At Subculture Coffee, the short story dispenser had more than 1,600 hits in its first month. Instead of coffee or sweets, push a button and a 1-, 3- or 5-minute story prints out.
The cafe’s Tacos & Hip Hop event, “an old school community party we do,” has been drawing more than 1,000 people, co-owner Sean Scott said. “It’s a simple concept, a time to meet and eat at 7, and people show up and it’s just a slow progression into a very electric evening.”
The next great thing: a regular event called the Alley Sessions, “a curated music experiment,” where Scott invites a dozen musicians from all over the county who’ve never played together, to jam, giving people a more raw musical experience.
“Everything I do, I try to do something different than the same old open mic or game night,” he said.
If Subculture has become ground zero for millennials in the city, it’s not the only venue to recognize and encourage downtown’s demographic evolution, as Boomers and Xers on the West Palm Beach scene give way to those born near the turn of the millennium, from roughly 1980 to 1995, as the generation is loosely defined.
Traditional stores are giving way to dining and entertainment spots, recognizing a growing preference for doing things rather than having things. Shops that are emerging are those with goods you can’t get at Target or online, said Teneka James, associate director of the Downtown Development Authority, the business group that sponsored the short story machines at Subculture and E.R. Bradley’s Saloon.
On the rise: Bookmobiles, bicycles and trolleys
City programs and the business community alike are gearing up.
A 2016 survey by Pew Research Center found that 53 percent of millennials used a library or bookmobile in the previous 12 months, more than any other generation, a fact not lost on Mandel Public Library’s executive director, Christopher Murray. The library’s public computers, “increMental-U” classes and a system called Hoopla, which gives members access to 450,000 downloadable movies, audio books, music albums and ebooks, cater to the kinds of interests the Pew study said attract millennials, and the library is one of the most popular spots downtown.

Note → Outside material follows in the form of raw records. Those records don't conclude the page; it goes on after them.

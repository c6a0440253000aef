//! # Per-stream configuration.
//!
//! [`MuxConfig`] defines how one [`OutputMux`](crate::OutputMux) instance
//! behaves: how long a single drain invocation may occupy the scheduler and
//! how many subscribers may attach.
//!
//! # Example
//! ```
//! use std::time::Duration;
//! use outmux::MuxConfig;
//!
//! let mut cfg = MuxConfig::default();
//! cfg.write_budget = Duration::from_millis(1);
//! cfg.max_subscribers = 8;
//!
//! assert_eq!(cfg.max_subscribers, 8);
//! ```

use std::time::Duration;

/// Configuration for one output stream instance.
///
/// Controls drain fairness and subscriber capacity.
#[derive(Clone, Copy, Debug)]
pub struct MuxConfig {
    /// Maximum wall-clock time one drain invocation may spend writing.
    ///
    /// Measured against a monotonic clock. When the budget is exceeded with
    /// work remaining, the drain stops early and resumes on the next
    /// readiness signal; at least one write is attempted per invocation, so
    /// a zero budget still makes progress.
    pub write_budget: Duration,
    /// Maximum number of attached subscribers (0 = unlimited).
    pub max_subscribers: usize,
}

impl Default for MuxConfig {
    /// Provides a default configuration:
    /// - `write_budget = 500µs`
    /// - `max_subscribers = 0` (unlimited)
    fn default() -> Self {
        Self {
            write_budget: Duration::from_micros(500),
            max_subscribers: 0,
        }
    }
}
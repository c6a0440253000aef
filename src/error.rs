//! Error types used by the output multiplexer.
//!
//! This module defines two error enums:
//!
//! - [`MuxError`] — synchronous failures returned to the caller of
//!   `attach`/`enqueue`; the triggering operation is rolled back.
//! - [`StreamFault`] — terminal stream failures detected asynchronously
//!   inside the drain loop; never returned to a caller, instead broadcast to
//!   every attached subscriber before the queue is discarded.
//!
//! Would-block and interrupted write conditions are not errors: they are
//! absorbed inside the drain scheduler.
//!
//! Both types provide helper methods (`as_label`, `as_message`/`message`)
//! for logging and tests.

use std::io;

use thiserror::Error;

/// # Synchronous errors returned by enqueue/attach.
///
/// Each variant leaves the stream state unchanged: a failed enqueue removes
/// the just-appended queue entry, a failed attach leaves the subscriber set
/// as it was.
#[non_exhaustive]
#[derive(Error, Debug)]
pub enum MuxError {
    /// The subscriber membership set cannot grow (configured cap reached).
    #[error("subscriber capacity exhausted")]
    ResourceExhausted,

    /// Putting the descriptor into non-blocking mode failed.
    #[error("failed to set descriptor non-blocking: {source}")]
    SetNonblocking {
        /// The underlying OS error.
        #[source]
        source: io::Error,
    },

    /// Registering the write-readiness watch with the event loop failed.
    #[error("failed to register write-readiness watch: {source}")]
    Registration {
        /// The underlying OS error.
        #[source]
        source: io::Error,
    },
}

impl MuxError {
    /// Returns a short stable label (snake_case) for use in logs/metrics.
    ///
    /// # Example
    /// ```
    /// use outmux::MuxError;
    ///
    /// assert_eq!(MuxError::ResourceExhausted.as_label(), "resource_exhausted");
    /// ```
    pub fn as_label(&self) -> &'static str {
        match self {
            MuxError::ResourceExhausted => "resource_exhausted",
            MuxError::SetNonblocking { .. } => "set_nonblocking_failed",
            MuxError::Registration { .. } => "watch_registration_failed",
        }
    }

    /// Returns a human-readable message with details about the error.
    pub fn as_message(&self) -> String {
        match self {
            MuxError::ResourceExhausted => "subscriber capacity exhausted".to_string(),
            MuxError::SetNonblocking { source } => format!("set O_NONBLOCK: {source}"),
            MuxError::Registration { source } => format!("watch registration: {source}"),
        }
    }
}

/// # Terminal stream failures.
///
/// A fault is fatal for the whole stream: it is fanned out to every attached
/// subscriber exactly once (an error notice followed by a closed signal) and
/// all queued data is discarded, regardless of which producer enqueued it.
/// The descriptor is the shared failing resource, so there is no
/// per-producer isolation.
#[derive(Error, Debug, Clone, Copy, PartialEq, Eq)]
pub enum StreamFault {
    /// The event loop reported an error condition on the descriptor itself.
    #[error("descriptor error condition")]
    Descriptor,

    /// A write system call failed with an errno other than would-block or
    /// interrupted.
    #[error("write failed (errno {code})")]
    Write {
        /// The raw OS error code carried by the failed write.
        code: i32,
    },
}

impl StreamFault {
    /// Builds a fault from a failed write call.
    ///
    /// Writes that fail without an OS error code are mapped to `EIO`.
    pub(crate) fn from_write_error(err: &io::Error) -> Self {
        StreamFault::Write {
            code: err.raw_os_error().unwrap_or(libc::EIO),
        }
    }

    /// The OS error code delivered to subscribers.
    ///
    /// Descriptor-level error conditions are reported as `EBADF`.
    pub fn code(&self) -> i32 {
        match self {
            StreamFault::Descriptor => libc::EBADF,
            StreamFault::Write { code } => *code,
        }
    }

    /// Human-readable description of [`StreamFault::code`] (strerror text).
    pub fn message(&self) -> String {
        io::Error::from_raw_os_error(self.code()).to_string()
    }

    /// Returns a short stable label (snake_case) for use in logs/metrics.
    pub fn as_label(&self) -> &'static str {
        match self {
            StreamFault::Descriptor => "descriptor_error",
            StreamFault::Write { .. } => "write_failed",
        }
    }
}

#[cfg(test)]
mod tests {
    use super::*;

    #[test]
    fn test_fault_codes() {
        assert_eq!(StreamFault::Descriptor.code(), libc::EBADF);
        assert_eq!(StreamFault::Write { code: libc::EPIPE }.code(), libc::EPIPE);
    }

    #[test]
    fn test_write_error_without_errno_maps_to_eio() {
        let err = io::Error::other("synthetic");
        assert_eq!(
            StreamFault::from_write_error(&err),
            StreamFault::Write { code: libc::EIO }
        );
    }

    #[test]
    fn test_messages_are_nonempty() {
        assert!(!StreamFault::Descriptor.message().is_empty());
        assert!(!MuxError::ResourceExhausted.as_message().is_empty());
    }
}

At street level, meanwhile, bicycle-sharing company SkyBike is adding rental locations. Trolley service is ramping up, too, in an effort by the city, Community Redevelopment Agengy and Downtown Development Authority to make downtown more pleasantly navigable without a car.
Nonprofit Palm Beach Tech is providing shared workspaces, networking events and mentoring to help young tech entrepreneurs get off the ground.
On Banyan Boulevard, a block off downtown’s main drag, developer Jeff Greene is planning a micro-apartment building with rents lower than young professionals can find elsewhere downtown.
The apartments will be only 450 square feet and have limited parking but the building will include common areas to hang out and commune, and an inviting alleyway that connects residents to Clematis Street’s bistros — right at Subculture’s doorstep, in fact. As part of the project’s zoning approval, the developer was required to contribute to the city’s trolley costs.
Catering to millennials is all about connection, whether through social media or other means, Subculture’s Scott said. “It’s been a part of their fabric, the American social construct, since they’ve been of age,” he said.
“They don’t want the same answers in the same context. They want new answers, in a creative context. Even though we’re just a coffee shop, I feel like where we’re going and what we’re trying to achieve here in West Palm Beach and in Delray is creating that greater texture to what it means to be connected, whether creatively or socially or philosophically.”
West Palm an ‘interesting place to be’ for younger adults
There’s a reason for the attention being lavished on millennials. Their numbers are growing in West Palm Beach, where the median age is 39.
The U.S. Census estimates the number of adults aged 25-35 in Palm Beach County is up 17 percent over six years, a greater climb than in the previous 10 years. Millennials in their 20s and 30s make up 17 percent of the county population, or about 240,000 people.
“We find a lot of the people coming into our space are younger demographics,” said Joe Russo Jr., the 27-year-old executive director of Palm Beach Tech. Russo’s organization this year won $150,000 in grants, from the Knight Foundation, Community Redevelopment Agency and private companies, to open a collaborative workspace for emerging entrepreneurs and start-ups at 313 Datura St.
“What we’re seeing downtown is, there is a sincere desire by the City of West Palm Beach to become a vibrant area, vibrant in jobs, in companies, in culture, in people.”
Aaron Wormus, chief technology officer of HedgeCoVest, which creates software for the financial industry, says that at 38 years old, he’s about the oldest of the company’s 25 employees. “Just the fact that there are things going on” makes the city attractive to millennials, he said.
“A lot of millennials are younger and not so much into the whole drinking scene and do want to have something that’s more like, ‘let’s actually do something,’” Wormus said. “If I go to Subculture, for example, there’s a lot of kids just hanging around or grouping up in their little tribes, based on whatever.”
“They don’t even have to have actual events” to be drawn to the city,” he added. “It’s the fact it’s an interesting place to be.”